**** Data for this task
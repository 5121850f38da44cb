//! Error taxonomy for S3 operations

use hyper::StatusCode;
use thiserror::Error;

/// S3 client errors
#[derive(Error, Debug)]
pub enum S3Error {
    /// Transport-layer failure (connect, TLS, broken stream)
    #[error("transport error: {0}")]
    Transport(String),

    /// Non-success HTTP status with the decoded S3 `<Error>` document
    #[error("s3 error: status {status} code {code} request-id {request_id}: {message}")]
    Status {
        status: u16,
        code: String,
        message: String,
        request_id: String,
    },

    /// Credentials unusable or signing failed
    #[error("signature error: {0}")]
    Signature(String),

    /// Local file open/read/write/stat
    #[error("io error: {0}")]
    Io(#[from] std::io::Error),

    /// Malformed or incomplete response payload
    #[error("protocol violation: {0}")]
    Protocol(String),

    /// External cancel signal or deadline expiry
    #[error("operation cancelled")]
    Cancelled,

    /// Caller-supplied input rejected before any request was made
    #[error("invalid input: {0}")]
    Input(String),
}

impl S3Error {
    /// Whether a pipeline worker may retry the failed attempt.
    ///
    /// Transport failures, HTTP status errors and local I/O are retried (the
    /// spool-and-retry paths always restart from a fresh temp file). Signature,
    /// protocol, cancellation and input errors are terminal.
    pub fn is_retryable(&self) -> bool {
        matches!(
            self,
            S3Error::Transport(_) | S3Error::Status { .. } | S3Error::Io(_)
        )
    }

    pub(crate) fn status(op: &str, status: StatusCode, code: String, message: String, request_id: String) -> Self {
        tracing::debug!(op, status = status.as_u16(), code = %code, "request rejected");
        S3Error::Status {
            status: status.as_u16(),
            code,
            message,
            request_id,
        }
    }
}

impl From<hyper::Error> for S3Error {
    fn from(err: hyper::Error) -> Self {
        S3Error::Transport(err.to_string())
    }
}

impl From<hyper::http::Error> for S3Error {
    fn from(err: hyper::http::Error) -> Self {
        S3Error::Transport(format!("request build error: {err}"))
    }
}

impl From<hyper_util::client::legacy::Error> for S3Error {
    fn from(err: hyper_util::client::legacy::Error) -> Self {
        S3Error::Transport(err.to_string())
    }
}

impl From<quick_xml::Error> for S3Error {
    fn from(err: quick_xml::Error) -> Self {
        S3Error::Protocol(format!("xml parse error: {err}"))
    }
}

pub type Result<T> = std::result::Result<T, S3Error>;

#[cfg(test)]
mod tests {
    use super::*;

    #[test]
    fn test_retryable_kinds() {
        assert!(S3Error::Transport("reset".into()).is_retryable());
        assert!(S3Error::Status {
            status: 500,
            code: "InternalError".into(),
            message: String::new(),
            request_id: String::new(),
        }
        .is_retryable());
        assert!(S3Error::Io(std::io::Error::other("boom")).is_retryable());
    }

    #[test]
    fn test_terminal_kinds() {
        assert!(!S3Error::Cancelled.is_retryable());
        assert!(!S3Error::Input("same source and target".into()).is_retryable());
        assert!(!S3Error::Signature("bad key".into()).is_retryable());
        assert!(!S3Error::Protocol("missing UploadId".into()).is_retryable());
    }
}
//! HTTP transport seam
//!
//! All S3 operations funnel through [`HttpSend::send`]: one request
//! submission with bounded deadlines, an optional streaming body sink and a
//! cooperative cancel signal. The production implementation is
//! [`HyperTransport`]; tests substitute their own `HttpSend` to run the
//! full client stack against an in-memory server.

use std::collections::BTreeMap;
use std::future::Future;
use std::io::Write;
use std::time::Duration;

use async_trait::async_trait;
use bytes::Bytes;
use futures::StreamExt;
use http_body_util::{BodyExt, BodyStream, Full};
use hyper::header::HeaderMap;
use hyper::{Method, Request, StatusCode};
use hyper_tls::HttpsConnector;
use hyper_util::client::legacy::connect::HttpConnector;
use hyper_util::client::legacy::Client as HyperClient;
use hyper_util::rt::TokioExecutor;
use native_tls::TlsConnector;
use tokio::sync::watch;
use tokio::time::timeout;
use tracing::debug;

use crate::s3::error::{Result, S3Error};

/// TCP connect deadline
pub const CONNECT_TIMEOUT: Duration = Duration::from_secs(60);

/// Idle connection keep-alive
pub const KEEPALIVE_TIMEOUT: Duration = Duration::from_secs(60);

/// Deadline for the response headers to arrive
pub const RESPONSE_HEADER_TIMEOUT: Duration = Duration::from_secs(600);

/// Deadline for the full response body read
pub const READ_TIMEOUT: Duration = Duration::from_secs(600);

/// A fully-assembled, signed HTTP request
pub struct HttpRequest {
    pub method: Method,
    pub url: String,
    pub headers: BTreeMap<String, String>,
    pub body: Bytes,
    /// Cooperative cancel: when the channel observes `true` the in-flight
    /// request is aborted with [`S3Error::Cancelled`].
    pub cancel: Option<watch::Receiver<bool>>,
}

/// Response headers plus body, buffered or streamed
pub struct HttpResponse {
    pub status: StatusCode,
    pub headers: HeaderMap,
    /// Buffered body; empty when the body was streamed into a sink
    pub body: Bytes,
    /// Body length: bytes buffered, or bytes written to the sink
    pub body_len: u64,
}

/// The single request-submission seam the client core consumes
#[async_trait]
pub trait HttpSend: Send + Sync {
    /// Submit one request. When `sink` is provided and the response status
    /// is successful the body is streamed into it and the returned response
    /// carries an empty `body`; error-status bodies are always buffered so
    /// the caller can decode the failure document.
    async fn send(
        &self,
        req: HttpRequest,
        sink: Option<&mut (dyn Write + Send)>,
    ) -> Result<HttpResponse>;
}

/// Production transport: tuned hyper client over TCP/TLS
///
/// Clone is cheap, clones share the underlying connection pool.
#[derive(Clone)]
pub struct HyperTransport {
    client: HyperClient<HttpsConnector<HttpConnector>, Full<Bytes>>,
}

impl HyperTransport {
    /// Build the transport with its tuned connection pool: TCP_NODELAY,
    /// 60 s connect deadline, 60 s keep-alive, generous idle pool.
    pub fn new() -> Self {
        let mut http = HttpConnector::new();
        http.set_nodelay(true);
        http.enforce_http(false);
        http.set_connect_timeout(Some(CONNECT_TIMEOUT));
        http.set_keepalive(Some(KEEPALIVE_TIMEOUT));

        let tls = TlsConnector::new().expect("failed to build TLS connector");
        let https = HttpsConnector::from((http, tls.into()));

        let client = HyperClient::builder(TokioExecutor::new())
            .pool_idle_timeout(KEEPALIVE_TIMEOUT)
            .pool_max_idle_per_host(200)
            .set_host(true)
            .build(https);

        Self { client }
    }
}

impl Default for HyperTransport {
    fn default() -> Self {
        Self::new()
    }
}

#[async_trait]
impl HttpSend for HyperTransport {
    async fn send(
        &self,
        req: HttpRequest,
        sink: Option<&mut (dyn Write + Send)>,
    ) -> Result<HttpResponse> {
        let mut builder = Request::builder().method(req.method.clone()).uri(&req.url);
        for (name, value) in &req.headers {
            builder = builder.header(name, value);
        }
        let request = builder.body(Full::new(req.body))?;

        let mut cancel = req.cancel;
        debug!(method = %req.method, url = %req.url, "sending request");

        let response = with_deadline(
            async { Ok(self.client.request(request).await?) },
            RESPONSE_HEADER_TIMEOUT,
            cancel.as_mut(),
        )
        .await?;

        let status = response.status();
        let headers = response.headers().clone();

        if let (Some(sink), true) = (sink, status.is_success()) {
            // Stream the body into the caller's sink; sync writes batch fine
            // behind the kernel socket buffer.
            let written = with_deadline(
                async {
                    let mut stream = BodyStream::new(response.into_body());
                    let mut written = 0u64;
                    while let Some(frame) = stream.next().await {
                        let frame = frame.map_err(|e| S3Error::Transport(e.to_string()))?;
                        if let Some(chunk) = frame.data_ref() {
                            sink.write_all(chunk)?;
                            written += chunk.len() as u64;
                        }
                    }
                    sink.flush()?;
                    Ok(written)
                },
                READ_TIMEOUT,
                cancel.as_mut(),
            )
            .await?;

            return Ok(HttpResponse {
                status,
                headers,
                body: Bytes::new(),
                body_len: written,
            });
        }

        let body = with_deadline(
            async {
                Ok(response
                    .collect()
                    .await
                    .map_err(|e| S3Error::Transport(e.to_string()))?
                    .to_bytes())
            },
            READ_TIMEOUT,
            cancel.as_mut(),
        )
        .await?;

        let body_len = body.len() as u64;
        Ok(HttpResponse {
            status,
            headers,
            body,
            body_len,
        })
    }
}

/// Run `work` under `deadline`, aborting early if the cancel channel
/// observes `true`. A closed cancel channel never cancels.
async fn with_deadline<F, T>(
    work: F,
    deadline: Duration,
    cancel: Option<&mut watch::Receiver<bool>>,
) -> Result<T>
where
    F: Future<Output = Result<T>>,
{
    match cancel {
        Some(rx) => tokio::select! {
            res = timeout(deadline, work) => res.map_err(|_| S3Error::Cancelled)?,
            _ = wait_for_cancel(rx) => Err(S3Error::Cancelled),
        },
        None => timeout(deadline, work)
            .await
            .map_err(|_| S3Error::Cancelled)?,
    }
}

async fn wait_for_cancel(rx: &mut watch::Receiver<bool>) {
    loop {
        if *rx.borrow() {
            return;
        }
        if rx.changed().await.is_err() {
            // Sender dropped without signalling: never cancel.
            std::future::pending::<()>().await;
        }
    }
}

#[cfg(test)]
mod tests {
    use super::*;

    #[tokio::test]
    async fn test_deadline_expiry_is_cancelled() {
        let result: Result<()> = with_deadline(
            async {
                tokio::time::sleep(Duration::from_secs(5)).await;
                Ok(())
            },
            Duration::from_millis(10),
            None,
        )
        .await;
        assert!(matches!(result, Err(S3Error::Cancelled)));
    }

    #[tokio::test]
    async fn test_cancel_signal_aborts_work() {
        let (tx, mut rx) = watch::channel(false);
        tx.send(true).unwrap();
        let result: Result<()> = with_deadline(
            async {
                tokio::time::sleep(Duration::from_secs(5)).await;
                Ok(())
            },
            Duration::from_secs(60),
            Some(&mut rx),
        )
        .await;
        assert!(matches!(result, Err(S3Error::Cancelled)));
    }

    #[tokio::test]
    async fn test_dropped_cancel_sender_does_not_cancel() {
        let (tx, mut rx) = watch::channel(false);
        drop(tx);
        let result = with_deadline(
            async { Ok(7u32) },
            Duration::from_secs(1),
            Some(&mut rx),
        )
        .await
        .unwrap();
        assert_eq!(result, 7);
    }
}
********
Task prompt: Copy the lines above exactly, from the very first through the one containing "or signing failed", and include no other line.

Answer to this exercise:
repository 5121850f38da44cb
//! Error taxonomy for S3 operations

use hyper::StatusCode;
use thiserror::Error;

/// S3 client errors
#[derive(Error, Debug)]
pub enum S3Error {
    /// Transport-layer failure (connect, TLS, broken stream)
    #[error("transport error: {0}")]
    Transport(String),

    /// Non-success HTTP status with the decoded S3 `<Error>` document
    #[error("s3 error: status {status} code {code} request-id {request_id}: {message}")]
    Status {
        status: u16,
        code: String,
        message: String,
        request_id: String,
    },

    /// Credentials unusable or signing failed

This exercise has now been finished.